§ What is required: Every line in the entries where "closed" is found should be copied.

§ Data:

■ ■ ■ ■ ■ ■ ■

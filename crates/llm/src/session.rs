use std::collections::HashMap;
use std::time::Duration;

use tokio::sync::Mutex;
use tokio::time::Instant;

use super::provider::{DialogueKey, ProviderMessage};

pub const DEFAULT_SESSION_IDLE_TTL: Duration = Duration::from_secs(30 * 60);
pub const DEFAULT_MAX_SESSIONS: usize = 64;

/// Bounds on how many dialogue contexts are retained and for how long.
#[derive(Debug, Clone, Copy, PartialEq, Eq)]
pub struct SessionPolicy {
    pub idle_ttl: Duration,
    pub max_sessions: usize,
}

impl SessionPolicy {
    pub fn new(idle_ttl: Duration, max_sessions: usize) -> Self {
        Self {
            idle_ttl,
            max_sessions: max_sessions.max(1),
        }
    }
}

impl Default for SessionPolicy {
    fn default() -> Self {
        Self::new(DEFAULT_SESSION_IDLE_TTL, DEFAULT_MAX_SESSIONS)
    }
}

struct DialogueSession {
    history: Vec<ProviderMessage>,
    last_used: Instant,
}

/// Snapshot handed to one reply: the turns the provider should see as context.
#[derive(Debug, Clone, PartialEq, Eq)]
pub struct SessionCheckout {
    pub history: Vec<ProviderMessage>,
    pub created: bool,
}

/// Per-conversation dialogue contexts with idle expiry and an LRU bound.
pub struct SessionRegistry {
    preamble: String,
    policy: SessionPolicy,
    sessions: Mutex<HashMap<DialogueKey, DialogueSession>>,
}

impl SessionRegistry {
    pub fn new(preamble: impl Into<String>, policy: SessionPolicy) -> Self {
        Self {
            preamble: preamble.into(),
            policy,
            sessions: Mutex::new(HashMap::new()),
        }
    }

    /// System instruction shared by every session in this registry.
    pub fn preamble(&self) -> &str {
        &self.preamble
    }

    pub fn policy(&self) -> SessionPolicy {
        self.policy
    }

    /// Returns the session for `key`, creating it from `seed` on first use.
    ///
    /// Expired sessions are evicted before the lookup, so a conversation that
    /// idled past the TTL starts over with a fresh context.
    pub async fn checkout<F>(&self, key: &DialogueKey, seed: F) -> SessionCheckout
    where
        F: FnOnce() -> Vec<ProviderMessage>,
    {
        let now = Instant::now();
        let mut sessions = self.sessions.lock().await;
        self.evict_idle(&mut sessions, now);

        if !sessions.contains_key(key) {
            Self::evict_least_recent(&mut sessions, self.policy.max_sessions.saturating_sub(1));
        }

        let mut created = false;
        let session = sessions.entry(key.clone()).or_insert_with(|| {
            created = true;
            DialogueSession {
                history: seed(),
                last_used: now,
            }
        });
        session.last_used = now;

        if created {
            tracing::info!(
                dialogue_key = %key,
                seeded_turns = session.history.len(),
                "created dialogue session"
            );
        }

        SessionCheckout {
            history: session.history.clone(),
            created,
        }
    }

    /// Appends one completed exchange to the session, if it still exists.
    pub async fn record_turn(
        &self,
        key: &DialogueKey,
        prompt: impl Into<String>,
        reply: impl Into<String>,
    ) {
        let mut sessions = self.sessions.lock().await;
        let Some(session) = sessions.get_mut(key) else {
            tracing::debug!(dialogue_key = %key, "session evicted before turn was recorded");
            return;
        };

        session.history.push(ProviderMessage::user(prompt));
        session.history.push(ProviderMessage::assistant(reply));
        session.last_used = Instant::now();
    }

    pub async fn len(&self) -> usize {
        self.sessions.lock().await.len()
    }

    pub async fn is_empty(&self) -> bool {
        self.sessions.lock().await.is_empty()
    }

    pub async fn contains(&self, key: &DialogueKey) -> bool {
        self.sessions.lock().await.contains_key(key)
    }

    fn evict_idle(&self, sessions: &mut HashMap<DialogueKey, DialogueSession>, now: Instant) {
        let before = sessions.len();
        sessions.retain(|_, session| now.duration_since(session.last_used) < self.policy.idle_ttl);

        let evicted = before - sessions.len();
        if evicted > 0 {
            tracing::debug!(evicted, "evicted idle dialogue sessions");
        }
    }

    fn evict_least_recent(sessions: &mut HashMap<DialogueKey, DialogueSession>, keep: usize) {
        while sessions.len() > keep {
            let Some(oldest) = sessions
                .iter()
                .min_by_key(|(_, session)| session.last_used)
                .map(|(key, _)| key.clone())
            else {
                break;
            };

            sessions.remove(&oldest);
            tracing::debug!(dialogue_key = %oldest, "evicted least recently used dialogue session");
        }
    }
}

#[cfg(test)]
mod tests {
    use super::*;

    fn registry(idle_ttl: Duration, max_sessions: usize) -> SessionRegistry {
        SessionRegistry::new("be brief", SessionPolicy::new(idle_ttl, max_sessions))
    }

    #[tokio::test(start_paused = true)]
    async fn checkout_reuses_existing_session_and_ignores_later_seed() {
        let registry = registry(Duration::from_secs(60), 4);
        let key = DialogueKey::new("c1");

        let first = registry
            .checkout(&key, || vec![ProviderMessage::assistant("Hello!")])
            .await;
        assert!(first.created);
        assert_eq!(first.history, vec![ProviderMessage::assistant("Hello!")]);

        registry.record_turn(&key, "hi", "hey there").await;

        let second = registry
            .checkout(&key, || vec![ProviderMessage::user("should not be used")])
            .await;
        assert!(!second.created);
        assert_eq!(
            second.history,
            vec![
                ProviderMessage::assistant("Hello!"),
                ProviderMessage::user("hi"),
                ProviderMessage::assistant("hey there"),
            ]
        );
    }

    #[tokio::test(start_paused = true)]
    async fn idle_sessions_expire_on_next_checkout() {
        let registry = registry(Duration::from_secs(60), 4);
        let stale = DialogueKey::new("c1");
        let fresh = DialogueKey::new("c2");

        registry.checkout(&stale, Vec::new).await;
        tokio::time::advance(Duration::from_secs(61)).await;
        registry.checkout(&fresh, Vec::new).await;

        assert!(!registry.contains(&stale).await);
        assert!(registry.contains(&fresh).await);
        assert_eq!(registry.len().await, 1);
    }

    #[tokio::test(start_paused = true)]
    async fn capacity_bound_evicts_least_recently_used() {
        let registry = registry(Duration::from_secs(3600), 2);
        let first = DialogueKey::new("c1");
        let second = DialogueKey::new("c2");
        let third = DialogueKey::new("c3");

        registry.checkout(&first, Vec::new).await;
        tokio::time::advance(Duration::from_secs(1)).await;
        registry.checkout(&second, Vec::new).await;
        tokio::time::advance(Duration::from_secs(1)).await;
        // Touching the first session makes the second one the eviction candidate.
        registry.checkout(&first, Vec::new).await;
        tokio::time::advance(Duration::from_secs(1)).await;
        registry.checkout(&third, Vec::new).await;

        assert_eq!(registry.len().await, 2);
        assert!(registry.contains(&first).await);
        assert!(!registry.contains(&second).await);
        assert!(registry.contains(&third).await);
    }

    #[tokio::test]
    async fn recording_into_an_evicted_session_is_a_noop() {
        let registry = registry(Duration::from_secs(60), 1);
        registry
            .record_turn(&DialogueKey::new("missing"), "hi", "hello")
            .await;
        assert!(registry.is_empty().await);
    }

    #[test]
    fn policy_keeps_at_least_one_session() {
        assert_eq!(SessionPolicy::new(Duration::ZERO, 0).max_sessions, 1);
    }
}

■ ■ ■ ■ ■ ■ ■

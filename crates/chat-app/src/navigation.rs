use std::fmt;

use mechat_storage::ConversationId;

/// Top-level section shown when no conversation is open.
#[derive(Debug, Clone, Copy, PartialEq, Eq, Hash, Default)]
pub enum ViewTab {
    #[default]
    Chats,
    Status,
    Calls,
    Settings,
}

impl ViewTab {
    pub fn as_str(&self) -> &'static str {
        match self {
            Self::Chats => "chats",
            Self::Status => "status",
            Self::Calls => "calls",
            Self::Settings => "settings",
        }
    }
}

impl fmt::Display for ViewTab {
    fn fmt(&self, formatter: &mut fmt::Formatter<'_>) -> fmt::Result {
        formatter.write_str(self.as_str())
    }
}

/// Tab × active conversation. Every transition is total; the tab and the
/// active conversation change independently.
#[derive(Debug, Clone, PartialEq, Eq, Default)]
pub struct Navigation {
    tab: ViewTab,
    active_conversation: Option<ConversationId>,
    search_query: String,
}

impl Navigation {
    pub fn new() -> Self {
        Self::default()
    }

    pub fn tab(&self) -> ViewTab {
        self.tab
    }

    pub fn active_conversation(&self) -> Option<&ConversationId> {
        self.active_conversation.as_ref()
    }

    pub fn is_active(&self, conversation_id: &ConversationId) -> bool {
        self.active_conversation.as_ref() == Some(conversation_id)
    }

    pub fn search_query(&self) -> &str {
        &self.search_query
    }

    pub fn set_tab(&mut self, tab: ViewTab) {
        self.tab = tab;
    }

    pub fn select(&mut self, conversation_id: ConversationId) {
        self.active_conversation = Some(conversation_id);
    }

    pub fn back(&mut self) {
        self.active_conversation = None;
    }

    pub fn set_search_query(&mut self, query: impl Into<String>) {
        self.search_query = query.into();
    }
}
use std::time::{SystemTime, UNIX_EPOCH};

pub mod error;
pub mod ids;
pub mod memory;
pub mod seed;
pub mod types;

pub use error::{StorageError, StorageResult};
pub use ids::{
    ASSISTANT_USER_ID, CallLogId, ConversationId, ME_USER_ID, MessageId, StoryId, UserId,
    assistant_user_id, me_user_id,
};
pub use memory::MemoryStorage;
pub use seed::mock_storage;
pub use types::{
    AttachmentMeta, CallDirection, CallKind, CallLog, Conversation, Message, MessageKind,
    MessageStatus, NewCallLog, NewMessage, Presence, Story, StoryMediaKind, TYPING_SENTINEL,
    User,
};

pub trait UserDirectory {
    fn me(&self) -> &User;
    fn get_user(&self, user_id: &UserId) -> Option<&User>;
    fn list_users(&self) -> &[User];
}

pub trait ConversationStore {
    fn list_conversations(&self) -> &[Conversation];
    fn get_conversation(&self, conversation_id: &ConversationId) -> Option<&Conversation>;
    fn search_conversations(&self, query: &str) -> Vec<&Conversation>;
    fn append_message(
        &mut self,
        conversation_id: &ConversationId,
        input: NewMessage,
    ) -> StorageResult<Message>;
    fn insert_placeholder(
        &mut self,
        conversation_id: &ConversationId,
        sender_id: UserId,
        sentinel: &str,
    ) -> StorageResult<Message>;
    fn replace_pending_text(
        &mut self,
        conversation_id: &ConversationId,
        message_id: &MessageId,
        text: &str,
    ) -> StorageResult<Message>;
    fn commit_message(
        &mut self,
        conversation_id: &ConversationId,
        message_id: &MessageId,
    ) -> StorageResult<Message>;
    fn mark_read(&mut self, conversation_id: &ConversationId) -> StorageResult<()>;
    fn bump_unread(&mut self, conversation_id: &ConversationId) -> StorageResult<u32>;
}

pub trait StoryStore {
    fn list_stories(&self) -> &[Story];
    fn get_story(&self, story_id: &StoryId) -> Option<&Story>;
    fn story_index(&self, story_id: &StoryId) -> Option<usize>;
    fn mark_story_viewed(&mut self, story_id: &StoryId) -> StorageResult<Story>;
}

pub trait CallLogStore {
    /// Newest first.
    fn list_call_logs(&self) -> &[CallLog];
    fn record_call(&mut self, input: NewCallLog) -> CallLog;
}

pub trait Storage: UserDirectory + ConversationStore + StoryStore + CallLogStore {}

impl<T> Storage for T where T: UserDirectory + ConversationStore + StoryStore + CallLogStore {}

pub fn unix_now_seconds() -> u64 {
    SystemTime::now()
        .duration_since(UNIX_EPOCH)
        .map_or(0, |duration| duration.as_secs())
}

■ ■ ■ ■ ■ ■ ■

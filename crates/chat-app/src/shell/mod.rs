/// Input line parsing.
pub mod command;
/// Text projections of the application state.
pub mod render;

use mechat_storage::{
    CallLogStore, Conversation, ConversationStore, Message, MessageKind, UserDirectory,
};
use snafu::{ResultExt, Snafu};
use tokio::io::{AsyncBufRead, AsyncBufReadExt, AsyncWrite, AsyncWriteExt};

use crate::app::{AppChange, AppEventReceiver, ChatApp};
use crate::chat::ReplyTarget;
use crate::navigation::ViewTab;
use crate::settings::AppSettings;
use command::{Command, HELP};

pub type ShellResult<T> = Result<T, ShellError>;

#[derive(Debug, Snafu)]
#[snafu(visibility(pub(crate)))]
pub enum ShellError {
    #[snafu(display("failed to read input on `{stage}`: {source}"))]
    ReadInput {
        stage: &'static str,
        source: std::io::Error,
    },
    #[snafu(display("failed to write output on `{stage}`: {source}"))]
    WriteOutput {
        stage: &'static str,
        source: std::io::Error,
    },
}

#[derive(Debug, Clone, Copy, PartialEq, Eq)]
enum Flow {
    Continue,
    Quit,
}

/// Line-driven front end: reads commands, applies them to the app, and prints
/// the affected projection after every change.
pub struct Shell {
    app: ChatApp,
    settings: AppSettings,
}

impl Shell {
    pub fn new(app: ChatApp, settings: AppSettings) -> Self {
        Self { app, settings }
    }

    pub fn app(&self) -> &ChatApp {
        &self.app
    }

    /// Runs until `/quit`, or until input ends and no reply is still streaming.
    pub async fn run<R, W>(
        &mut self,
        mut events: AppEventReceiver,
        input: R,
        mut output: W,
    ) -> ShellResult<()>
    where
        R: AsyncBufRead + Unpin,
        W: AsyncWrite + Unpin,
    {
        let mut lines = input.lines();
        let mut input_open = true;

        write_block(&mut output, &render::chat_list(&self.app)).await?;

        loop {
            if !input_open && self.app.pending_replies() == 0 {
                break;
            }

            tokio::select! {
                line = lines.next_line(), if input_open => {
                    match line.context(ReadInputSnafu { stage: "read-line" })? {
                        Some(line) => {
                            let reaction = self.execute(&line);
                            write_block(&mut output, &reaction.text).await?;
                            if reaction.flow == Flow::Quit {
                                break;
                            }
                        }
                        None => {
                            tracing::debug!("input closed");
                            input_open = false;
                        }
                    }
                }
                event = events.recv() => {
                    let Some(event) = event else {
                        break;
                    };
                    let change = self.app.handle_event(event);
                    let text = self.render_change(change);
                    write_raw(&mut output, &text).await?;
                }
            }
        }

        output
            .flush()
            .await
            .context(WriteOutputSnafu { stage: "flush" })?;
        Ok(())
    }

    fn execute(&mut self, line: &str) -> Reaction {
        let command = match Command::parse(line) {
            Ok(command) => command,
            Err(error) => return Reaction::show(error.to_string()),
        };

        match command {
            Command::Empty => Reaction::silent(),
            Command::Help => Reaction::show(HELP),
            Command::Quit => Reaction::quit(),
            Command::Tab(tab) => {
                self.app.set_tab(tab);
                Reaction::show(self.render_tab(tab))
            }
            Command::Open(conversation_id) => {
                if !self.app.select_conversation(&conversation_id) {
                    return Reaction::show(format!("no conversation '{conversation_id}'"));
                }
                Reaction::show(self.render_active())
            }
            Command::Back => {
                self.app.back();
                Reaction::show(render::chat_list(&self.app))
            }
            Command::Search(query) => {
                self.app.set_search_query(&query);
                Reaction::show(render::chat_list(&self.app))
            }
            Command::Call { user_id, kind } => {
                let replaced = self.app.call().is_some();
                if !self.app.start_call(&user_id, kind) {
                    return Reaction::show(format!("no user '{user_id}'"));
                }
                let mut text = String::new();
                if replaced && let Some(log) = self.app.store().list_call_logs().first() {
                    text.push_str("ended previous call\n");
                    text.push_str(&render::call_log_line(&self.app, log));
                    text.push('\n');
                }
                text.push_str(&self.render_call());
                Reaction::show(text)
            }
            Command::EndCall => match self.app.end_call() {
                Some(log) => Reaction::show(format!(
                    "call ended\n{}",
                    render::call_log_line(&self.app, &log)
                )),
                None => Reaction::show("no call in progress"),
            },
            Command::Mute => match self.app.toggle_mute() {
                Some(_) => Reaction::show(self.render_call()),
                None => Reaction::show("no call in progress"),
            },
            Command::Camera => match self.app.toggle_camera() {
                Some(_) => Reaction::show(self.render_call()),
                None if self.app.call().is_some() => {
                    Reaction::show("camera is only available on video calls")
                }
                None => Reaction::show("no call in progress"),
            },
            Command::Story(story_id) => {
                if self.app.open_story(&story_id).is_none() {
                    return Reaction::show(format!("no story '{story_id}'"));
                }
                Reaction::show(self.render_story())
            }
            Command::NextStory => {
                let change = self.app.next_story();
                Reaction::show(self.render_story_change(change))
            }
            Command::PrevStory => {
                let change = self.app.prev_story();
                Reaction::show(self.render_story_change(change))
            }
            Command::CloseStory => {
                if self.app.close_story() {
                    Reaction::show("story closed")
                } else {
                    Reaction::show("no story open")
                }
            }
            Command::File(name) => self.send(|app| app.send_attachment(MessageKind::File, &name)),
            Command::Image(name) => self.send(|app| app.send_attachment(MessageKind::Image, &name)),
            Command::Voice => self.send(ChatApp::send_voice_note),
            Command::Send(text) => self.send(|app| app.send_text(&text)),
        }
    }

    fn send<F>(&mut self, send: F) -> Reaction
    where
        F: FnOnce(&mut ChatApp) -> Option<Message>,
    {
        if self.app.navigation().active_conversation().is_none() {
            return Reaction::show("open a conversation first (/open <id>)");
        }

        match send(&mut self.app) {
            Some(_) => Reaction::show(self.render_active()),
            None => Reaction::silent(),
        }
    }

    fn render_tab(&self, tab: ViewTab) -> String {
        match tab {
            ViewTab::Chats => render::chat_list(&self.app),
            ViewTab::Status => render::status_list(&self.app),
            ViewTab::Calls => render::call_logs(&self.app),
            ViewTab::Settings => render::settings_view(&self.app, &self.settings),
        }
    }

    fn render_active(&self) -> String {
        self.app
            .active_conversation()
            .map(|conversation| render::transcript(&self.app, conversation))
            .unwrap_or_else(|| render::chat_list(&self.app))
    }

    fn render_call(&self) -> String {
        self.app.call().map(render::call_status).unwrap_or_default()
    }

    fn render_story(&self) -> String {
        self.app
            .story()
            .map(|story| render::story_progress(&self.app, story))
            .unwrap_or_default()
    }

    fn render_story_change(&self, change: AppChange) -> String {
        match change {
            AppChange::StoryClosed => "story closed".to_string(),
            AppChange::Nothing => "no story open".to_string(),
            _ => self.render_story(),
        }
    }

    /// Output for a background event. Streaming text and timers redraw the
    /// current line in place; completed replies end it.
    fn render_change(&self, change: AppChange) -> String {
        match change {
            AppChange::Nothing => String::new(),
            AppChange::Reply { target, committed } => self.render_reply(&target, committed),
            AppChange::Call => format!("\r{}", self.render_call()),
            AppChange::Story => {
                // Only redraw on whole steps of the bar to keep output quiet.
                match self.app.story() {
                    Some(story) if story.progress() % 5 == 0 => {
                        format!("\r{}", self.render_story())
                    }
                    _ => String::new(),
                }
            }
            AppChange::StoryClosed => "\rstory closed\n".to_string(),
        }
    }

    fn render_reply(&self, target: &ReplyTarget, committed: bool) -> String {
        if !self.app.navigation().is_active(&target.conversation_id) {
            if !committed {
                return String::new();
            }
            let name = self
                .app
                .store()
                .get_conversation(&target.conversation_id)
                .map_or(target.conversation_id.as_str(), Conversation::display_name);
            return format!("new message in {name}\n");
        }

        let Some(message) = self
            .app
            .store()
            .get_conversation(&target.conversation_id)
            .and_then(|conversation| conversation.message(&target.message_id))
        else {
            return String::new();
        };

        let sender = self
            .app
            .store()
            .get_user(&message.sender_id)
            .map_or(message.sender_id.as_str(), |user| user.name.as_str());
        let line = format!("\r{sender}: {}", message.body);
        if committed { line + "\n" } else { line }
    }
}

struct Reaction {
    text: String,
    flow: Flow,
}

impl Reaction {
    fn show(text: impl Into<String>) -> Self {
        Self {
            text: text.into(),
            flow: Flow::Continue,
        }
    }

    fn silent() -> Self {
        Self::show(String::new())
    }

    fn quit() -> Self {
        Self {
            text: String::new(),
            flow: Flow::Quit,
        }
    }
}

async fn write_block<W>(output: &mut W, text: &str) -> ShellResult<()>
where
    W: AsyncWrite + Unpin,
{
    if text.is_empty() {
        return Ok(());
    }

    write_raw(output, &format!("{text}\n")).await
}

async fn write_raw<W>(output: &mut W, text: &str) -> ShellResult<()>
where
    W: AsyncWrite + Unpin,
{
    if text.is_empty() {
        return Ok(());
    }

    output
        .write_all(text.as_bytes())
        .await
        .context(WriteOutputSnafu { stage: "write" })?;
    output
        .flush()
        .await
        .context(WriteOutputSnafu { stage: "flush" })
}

■ ■ ■ ■ ■ ■ ■

§ Response to the exercise:
                            tracing::debug!("input closed");
                    Reaction::show("story closed")
            AppChange::StoryClosed => "story closed".to_string(),
            AppChange::StoryClosed => "\rstory closed\n".to_string(),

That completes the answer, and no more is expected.